Task requirements → Pull every line containing "Quantified" from the listing.

___ Entries provided

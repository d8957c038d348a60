pub mod health;
pub mod models;

use axum::{
    routing::{get, post},
    Router,
};

use crate::job_description::handlers::handle_scrape;
use crate::refinement::handlers;
use crate::state::AppState;

pub fn build_router(state: AppState) -> Router {
    Router::new()
        .route("/health", get(health::health_handler))
        .route("/api/v1/models", get(models::list_models))
        // Job description
        .route("/api/v1/jd/scrape", post(handle_scrape))
        // Refinement
        .route("/api/v1/refine", post(handlers::handle_refine))
        .route("/api/v1/refine/stream", post(handlers::handle_refine_stream))
        .route("/api/v1/refine/chat", post(handlers::handle_chat_refine))
        .with_state(state)
}
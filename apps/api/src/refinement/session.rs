//! Conversational refinement: multi-turn chat over the current bullet set.
//!
//! `refine_conversational` is the stateless single turn. `RefinementSession` wraps it
//! with the history bookkeeping: a turn that fails leaves the history exactly as it was.

use serde::{Deserialize, Serialize};
use tracing::{info, warn};

use crate::errors::AppError;
use crate::llm_client::{ChatMessage, CompletionRequest, CompletionService};
use crate::refinement::prompts::{
    build_chat_system_message, REFINEMENT_MAX_TOKENS, REFINEMENT_TEMPERATURE,
};
use crate::refinement::tagged::{marker_lines, parse_tagged};

/// Used when the model omits the `<RESPONSE>` region.
pub const DEFAULT_EXPLANATION: &str = "I've updated the resume bullets based on your request.";

#[derive(Debug, Clone, Copy, PartialEq, Eq, Serialize, Deserialize)]
#[serde(rename_all = "lowercase")]
pub enum TurnRole {
    User,
    Assistant,
}

#[derive(Debug, Clone, PartialEq, Eq, Serialize, Deserialize)]
pub struct ChatTurn {
    pub role: TurnRole,
    pub content: String,
}

impl ChatTurn {
    pub fn user(content: impl Into<String>) -> Self {
        Self {
            role: TurnRole::User,
            content: content.into(),
        }
    }

    pub fn assistant(content: impl Into<String>) -> Self {
        Self {
            role: TurnRole::Assistant,
            content: content.into(),
        }
    }
}

impl From<&ChatTurn> for ChatMessage {
    fn from(turn: &ChatTurn) -> Self {
        match turn.role {
            TurnRole::User => ChatMessage::user(turn.content.clone()),
            TurnRole::Assistant => ChatMessage::assistant(turn.content.clone()),
        }
    }
}

/// Bullets (verbatim from the model) plus a short explanation of what changed.
#[derive(Debug, Clone, PartialEq, Eq, Serialize)]
pub struct RefinementResult {
    pub bullets: String,
    pub explanation: String,
}

/// Resolves a raw chat response into a result.
/// Bullets: tagged region, else marker lines; `None` if neither exists.
pub fn interpret_response(response: &str) -> Option<RefinementResult> {
    let tagged = parse_tagged(response);

    let bullets = match tagged.bullets {
        Some(region) => region.to_string(),
        None => marker_lines(response)?,
    };

    let explanation = tagged
        .explanation
        .unwrap_or(DEFAULT_EXPLANATION)
        .to_string();

    Some(RefinementResult {
        bullets,
        explanation,
    })
}

/// One conversational turn. `history` must already end with the new user message.
pub async fn refine_conversational(
    llm: &dyn CompletionService,
    job_description: &str,
    bullets: &str,
    history: &[ChatTurn],
    model: &str,
) -> Result<RefinementResult, AppError> {
    let mut messages = Vec::with_capacity(history.len() + 1);
    messages.push(ChatMessage::system(build_chat_system_message(
        job_description,
        bullets,
    )));
    messages.extend(history.iter().map(ChatMessage::from));

    let request = CompletionRequest::new(
        model,
        messages,
        REFINEMENT_TEMPERATURE,
        REFINEMENT_MAX_TOKENS,
    );
    let response = llm.complete(request).await?;

    interpret_response(&response).ok_or_else(|| {
        AppError::EmptyCompletion("The model response contained no bullet points".to_string())
    })
}

#[derive(Debug, Clone, Copy, PartialEq, Eq)]
pub enum SessionState {
    /// No bullets generated yet.
    Idle,
    Ready,
    /// A user turn is appended and its completion is in flight.
    AwaitingResponse,
}

/// Client-scoped chat state. Never shared between sessions, never persisted.
#[derive(Debug, Clone)]
pub struct RefinementSession {
    job_description: String,
    model: String,
    bullets: Option<String>,
    history: Vec<ChatTurn>,
    state: SessionState,
}

impl RefinementSession {
    pub fn new(job_description: impl Into<String>, model: impl Into<String>) -> Self {
        Self {
            job_description: job_description.into(),
            model: model.into(),
            bullets: None,
            history: Vec::new(),
            state: SessionState::Idle,
        }
    }

    /// Rebuilds a session from client-held state: bullets and the completed turns so far.
    pub fn restore(
        job_description: impl Into<String>,
        model: impl Into<String>,
        bullets: impl Into<String>,
        history: Vec<ChatTurn>,
    ) -> Self {
        let mut session = Self::new(job_description, model);
        session.set_bullets(bullets);
        session.history = history;
        session
    }

    /// Replaces the working bullet set wholesale, e.g. after the first generation.
    pub fn set_bullets(&mut self, bullets: impl Into<String>) {
        let bullets = bullets.into();
        if bullets.trim().is_empty() {
            return;
        }
        self.bullets = Some(bullets);
        if self.state == SessionState::Idle {
            self.state = SessionState::Ready;
        }
    }

    pub fn state(&self) -> SessionState {
        self.state
    }

    pub fn bullets(&self) -> Option<&str> {
        self.bullets.as_deref()
    }

    pub fn history(&self) -> &[ChatTurn] {
        &self.history
    }

    pub fn into_history(self) -> Vec<ChatTurn> {
        self.history
    }

    /// Sends one user message. On success the bullets are replaced and the assistant's
    /// explanation is appended; on failure the user turn is removed again.
    pub async fn send(
        &mut self,
        llm: &dyn CompletionService,
        message: &str,
    ) -> Result<RefinementResult, AppError> {
        if self.state == SessionState::AwaitingResponse {
            // previous send was dropped mid-flight
            self.rollback_pending_turn();
        }

        let Some(bullets) = self.bullets.clone() else {
            return Err(AppError::MissingInput(
                "Generate bullets before refining them in chat".to_string(),
            ));
        };
        if message.trim().is_empty() {
            return Err(AppError::MissingInput("Message is required".to_string()));
        }

        self.history.push(ChatTurn::user(message));
        self.state = SessionState::AwaitingResponse;
        info!(
            "Chat refinement turn {} with model {}",
            self.history.len(),
            self.model
        );

        let outcome = refine_conversational(
            llm,
            &self.job_description,
            &bullets,
            &self.history,
            &self.model,
        )
        .await;

        match outcome {
            Ok(result) => {
                self.history
                    .push(ChatTurn::assistant(result.explanation.clone()));
                self.bullets = Some(result.bullets.clone());
                self.state = SessionState::Ready;
                Ok(result)
            }
            Err(e) => {
                warn!("Chat refinement turn failed, rolling back: {e}");
                self.rollback_pending_turn();
                Err(e)
            }
        }
    }

    fn rollback_pending_turn(&mut self) {
        if matches!(self.history.last(), Some(turn) if turn.role == TurnRole::User) {
            self.history.pop();
        }
        self.state = if self.bullets.is_some() {
            SessionState::Ready
        } else {
            SessionState::Idle
        };
    }
}

#[cfg(test)]
mod tests {
    use super::*;
    use crate::llm_client::testing::{Scripted, ScriptedCompletion};
    use crate::llm_client::Role;

    const JD: &str = "Enterprise account executive, SaaS";
    const BULLETS: &str = "- Managed accounts\n- Ran demos";

    fn ready_session() -> RefinementSession {
        let mut session = RefinementSession::new(JD, "gemini-2.5-pro");
        session.set_bullets(BULLETS);
        session
    }

    #[test]
    fn test_interpret_tagged_response() {
        let result = interpret_response(
            "<BULLETS>\n- Grew ARR 40%\n</BULLETS>\n<RESPONSE>\nAdded a metric.\n</RESPONSE>",
        )
        .unwrap();
        assert_eq!(result.bullets, "- Grew ARR 40%");
        assert_eq!(result.explanation, "Added a metric.");
    }

    #[test]
    fn test_interpret_untagged_falls_back_to_marker_lines() {
        let result =
            interpret_response("Here is the update:\n- Closed $3M in new business\n- Led 40 demos\nCheers")
                .unwrap();
        assert_eq!(result.bullets, "- Closed $3M in new business\n- Led 40 demos");
        assert_eq!(result.explanation, DEFAULT_EXPLANATION);
    }

    #[test]
    fn test_interpret_without_any_bullets_is_none() {
        assert!(interpret_response("<RESPONSE>I could not do that</RESPONSE>").is_none());
    }

    #[test]
    fn test_new_session_is_idle_until_bullets_arrive() {
        let mut session = RefinementSession::new(JD, "m");
        assert_eq!(session.state(), SessionState::Idle);
        session.set_bullets("   ");
        assert_eq!(session.state(), SessionState::Idle);
        session.set_bullets(BULLETS);
        assert_eq!(session.state(), SessionState::Ready);
        assert_eq!(session.bullets(), Some(BULLETS));
    }

    #[tokio::test]
    async fn test_successful_turn_appends_pair_and_replaces_bullets() {
        let llm = ScriptedCompletion::text(
            "<BULLETS>\n- Managed 30 enterprise accounts\n- Ran 50 demos\n</BULLETS>\n<RESPONSE>Quantified both.</RESPONSE>",
        );
        let mut session = ready_session();

        let result = session.send(&llm, "Add numbers").await.unwrap();

        assert_eq!(result.explanation, "Quantified both.");
        assert_eq!(
            session.bullets(),
            Some("- Managed 30 enterprise accounts\n- Ran 50 demos")
        );
        assert_eq!(
            session.history(),
            &[
                ChatTurn::user("Add numbers"),
                ChatTurn::assistant("Quantified both.")
            ]
        );
        assert_eq!(session.state(), SessionState::Ready);
    }

    #[tokio::test]
    async fn test_request_carries_system_context_and_full_history() {
        let llm = ScriptedCompletion::new(vec![
            Scripted::Text("<BULLETS>- v1</BULLETS>".to_string()),
            Scripted::Text("<BULLETS>- v2</BULLETS>".to_string()),
        ]);
        let mut session = ready_session();
        session.send(&llm, "first").await.unwrap();
        session.send(&llm, "second").await.unwrap();

        let requests = llm.requests();
        let second = &requests[1];
        assert_eq!(second.model, "gemini-2.5-pro");
        assert!(!second.stream);
        assert_eq!(second.messages[0].role, Role::System);
        assert!(second.messages[0].content.contains(JD));
        // second turn is grounded in the bullets produced by the first
        assert!(second.messages[0].content.contains("- v1"));
        let roles: Vec<Role> = second.messages[1..].iter().map(|m| m.role).collect();
        assert_eq!(roles, vec![Role::User, Role::Assistant, Role::User]);
        assert_eq!(second.messages[3].content, "second");
    }

    #[tokio::test]
    async fn test_upstream_failure_rolls_back_history() {
        let llm = ScriptedCompletion::new(vec![
            Scripted::Text("<BULLETS>- kept</BULLETS>".to_string()),
            Scripted::Fail("service unavailable".to_string()),
        ]);
        let mut session = ready_session();
        session.send(&llm, "first").await.unwrap();
        let before = session.history().len();

        let err = session.send(&llm, "second").await.unwrap_err();

        assert!(matches!(err, AppError::Upstream(ref msg) if msg.contains("service unavailable")));
        assert_eq!(session.history().len(), before);
        assert_eq!(session.bullets(), Some("- kept"));
        assert_eq!(session.state(), SessionState::Ready);
    }

    #[tokio::test]
    async fn test_empty_completion_rolls_back() {
        let llm = ScriptedCompletion::new(vec![Scripted::Empty]);
        let mut session = ready_session();

        let err = session.send(&llm, "anything").await.unwrap_err();

        assert!(matches!(err, AppError::EmptyCompletion(_)));
        assert!(session.history().is_empty());
    }

    #[tokio::test]
    async fn test_response_without_bullets_rolls_back() {
        let llm = ScriptedCompletion::text("<RESPONSE>Happy to help!</RESPONSE>");
        let mut session = ready_session();

        let err = session.send(&llm, "make it pop").await.unwrap_err();

        assert!(matches!(err, AppError::EmptyCompletion(_)));
        assert!(session.history().is_empty());
        assert_eq!(session.bullets(), Some(BULLETS));
    }

    #[tokio::test]
    async fn test_send_without_bullets_is_rejected_and_stays_idle() {
        let llm = ScriptedCompletion::text("<BULLETS>- x</BULLETS>");
        let mut session = RefinementSession::new(JD, "m");

        let err = session.send(&llm, "hello").await.unwrap_err();

        assert!(matches!(err, AppError::MissingInput(_)));
        assert_eq!(session.state(), SessionState::Idle);
        assert!(session.history().is_empty());
        assert!(llm.requests().is_empty());
    }

    #[tokio::test]
    async fn test_untagged_reply_with_two_marker_lines() {
        let llm = ScriptedCompletion::text(
            "Sure, here you go\n- Exceeded quota by 130%\n- Built partner channel\nAnything else?",
        );
        let mut session = ready_session();

        let result = session.send(&llm, "more sales").await.unwrap();

        assert_eq!(
            result.bullets,
            "- Exceeded quota by 130%\n- Built partner channel"
        );
        assert_eq!(result.explanation, DEFAULT_EXPLANATION);
    }

    #[tokio::test]
    async fn test_restored_session_continues_from_client_history() {
        let llm = ScriptedCompletion::text("<BULLETS>- next</BULLETS><RESPONSE>done</RESPONSE>");
        let prior = vec![ChatTurn::user("one"), ChatTurn::assistant("ok")];
        let mut session = RefinementSession::restore(JD, "m", BULLETS, prior);

        session.send(&llm, "two").await.unwrap();

        assert_eq!(session.history().len(), 4);
        assert_eq!(llm.requests()[0].messages.len(), 4);
    }

    #[test]
    fn test_chat_turn_wire_format() {
        let turn: ChatTurn =
            serde_json::from_str(r#"{"role": "assistant", "content": "hi"}"#).unwrap();
        assert_eq!(turn, ChatTurn::assistant("hi"));
        assert!(serde_json::from_str::<ChatTurn>(r#"{"role": "system", "content": "x"}"#).is_err());
    }
}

______

Solution for this problem →
            "<BULLETS>\n- Managed 30 enterprise accounts\n- Ran 50 demos\n</BULLETS>\n<RESPONSE>Quantified both.</RESPONSE>",
        assert_eq!(result.explanation, "Quantified both.");
                ChatTurn::assistant("Quantified both.")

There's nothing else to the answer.